Telemedizinnetzwerke als Grundstein der digitalen Versorgung
Einen weiteren bedeutsamen Grundstein für die digitale Gesundheitsversorgung der Zukunft bilden regionale, telemedizinische Versorgungsnetzwerke. Diese können das Zusammenspiel digitaler Kommunikation und die Verfügbarkeit von Informationen stark vereinfachen, die medizinische Expertise kann zeit- und ortsunabhängig zu den Patientinnen und Patienten gelangen. Die DGTelemed betont daher: „Telemedizinische Zentren als technische Plattform sollten fester Bestandteil solcher Netzwerkstrukturen sein und herstellerunabhängig mit interoperablen Systemen allen Leistungserbringern die Infrastruktur für vernetztes digital unterstütztes Behandeln ermöglichen (Teletherapie, Telemonitoring, Telekonsile).“
Um all diese dringenden Bedarfe in die Realität umzusetzen, braucht es einen einheitlichen Rechtsrahmen. Hier fordert die DGTelemed die konsequente und zeitnahe Anpassung und Weiterentwicklung der bestehenden rechtlichen Regelungen. Im Zuge dessen sollte auch der Innovationsfonds weg vom bisher „eher unverbindlichen Empfehlungscharakter“ hin zu einem Modell, das es erfolgreich entwickelten Versorgungsstrukturen ermöglicht, leichter als bisher nach Beschluss des Innovationsausschusses verbindlich strukturell und mit dauerhaften Vergütungslösungen ins System überführt zu werden.

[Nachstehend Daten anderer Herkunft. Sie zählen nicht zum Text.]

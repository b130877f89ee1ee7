//! # Core Module
//!
//! The front-end agnostic matching and decision engine.
//!
//! ## Modules
//! - `config` - Raw toggles and the validated `MatchConfig`
//! - `scanner` - Walks a directory tree into `FileRecord`s
//! - `metadata` - EXIF capture time
//! - `normalize` - File name comparison keys
//! - `index` - Originals bucketed by comparison key
//! - `hasher` - Image decoding and perceptual hashing
//! - `checksum` - Fast content digest
//! - `media` - Media descriptors and the backend producing them
//! - `cache` - Run-scoped descriptor and checksum memo
//! - `evaluator` - Per-axis comparison of one pair
//! - `decision` - Affected side, warnings and actions of one pair
//! - `reporter` - Structured decision records
//! - `ops` - Filesystem commands, their emitters and executors
//! - `coordinator` - Orchestrates a whole run

pub mod cache;
pub mod checksum;
pub mod config;
pub mod coordinator;
pub mod decision;
pub mod evaluator;
pub mod hasher;
pub mod index;
pub mod media;
pub mod metadata;
pub mod normalize;
pub mod ops;
pub mod reporter;
pub mod scanner;

// Re-export commonly used types
pub use config::{DestructiveAction, HourTolerance, MatchConfig, MatchSettings};
pub use coordinator::{CancellationToken, ExecutionMode, RunCoordinator, RunOutcome, RunSummary};
pub use decision::{Action, Decision, Warning};
pub use reporter::{DecisionRecord, ReportSink};
pub use scanner::FileRecord;
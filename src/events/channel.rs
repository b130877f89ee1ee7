//! Event channel built on crossbeam-channel.

use crossbeam_channel::{bounded, unbounded, Receiver, Sender};

use super::Event;

/// Sends events from the matching engine.
///
/// Cheap to clone; safe to share with rayon workers.
#[derive(Clone)]
pub struct EventSender {
    inner: Sender<Event>,
}

impl EventSender {
    /// Send an event. A dropped receiver is ignored so reporting stays optional.
    pub fn send(&self, event: Event) {
        let _ = self.inner.send(event);
    }
}

/// Receives events on the UI side.
pub struct EventReceiver {
    inner: Receiver<Event>,
}

impl EventReceiver {
    /// Block until the next event is received
    pub fn recv(&self) -> Option<Event> {
        self.inner.recv().ok()
    }

    /// Try to receive an event without blocking
    pub fn try_recv(&self) -> Option<Event> {
        self.inner.try_recv().ok()
    }

    /// Iterate until every sender is dropped
    pub fn iter(&self) -> impl Iterator<Item = Event> + '_ {
        self.inner.iter()
    }
}

/// Factory for sender/receiver pairs.
pub struct EventChannel;

impl EventChannel {
    /// Create an unbounded channel.
    #[allow(clippy::new_ret_no_self)]
    pub fn new() -> (EventSender, EventReceiver) {
        let (sender, receiver) = unbounded();
        (
            EventSender { inner: sender },
            EventReceiver { inner: receiver },
        )
    }

    /// Create a bounded channel for a UI that needs backpressure.
    pub fn bounded(capacity: usize) -> (EventSender, EventReceiver) {
        let (sender, receiver) = bounded(capacity);
        (
            EventSender { inner: sender },
            EventReceiver { inner: receiver },
        )
    }
}

/// A sender whose receiver is already gone; used when nobody listens.
pub fn null_sender() -> EventSender {
    let (sender, _receiver) = EventChannel::new();
    sender
}

#[cfg(test)]
mod tests {
    use super::*;
    use crate::events::{RunEvent, RunPhase};
    use std::thread;

    #[test]
    fn events_can_be_sent_across_threads() {
        let (sender, receiver) = EventChannel::new();

        let handle = thread::spawn(move || {
            sender.send(Event::Run(RunEvent::PhaseChanged {
                phase: RunPhase::Matching,
            }));
        });
        handle.join().unwrap();

        match receiver.recv().unwrap() {
            Event::Run(RunEvent::PhaseChanged { phase }) => {
                assert_eq!(phase, RunPhase::Matching);
            }
            _ => panic!("Wrong event type"),
        }
    }

    #[test]
    fn null_sender_does_not_panic() {
        let sender = null_sender();
        sender.send(Event::Run(RunEvent::Started));
    }

    #[test]
    fn bounded_channel_respects_capacity() {
        let (sender, receiver) = EventChannel::bounded(2);

        sender.send(Event::Run(RunEvent::Started));
        sender.send(Event::Run(RunEvent::Started));

        assert!(receiver.try_recv().is_some());
        assert!(receiver.try_recv().is_some());
        assert!(receiver.try_recv().is_none());
    }
}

Die Deutsche Gesellschaft für Telemedizin e. V. verfolgt als zentrales Ziel, telemedizinische Leistungen in die Regelversorgung zu integrieren. Sie versteht sich als medizinische Fachgesellschaft und beteiligt sich in Form von wissenschaftlichen Kongressen, Publikationen und Positionspapieren am öffentlichen Diskurs zur telemedizinischen Versorgung. Mit dem aktuellen Strategiepapier möchte die DGTelemed nicht nur Handlungsbedarfe aufzeigen sondern vor allem Lösungsansätze zur Diskussion stellen und als neutrale, medizinische Fachgesellschaft für interdisziplinäre wertebasierte Patientenversorgung praxisorientiert an der Gestaltung einer dringend erforderlichen Digitalisierungsstrategie beteiligen.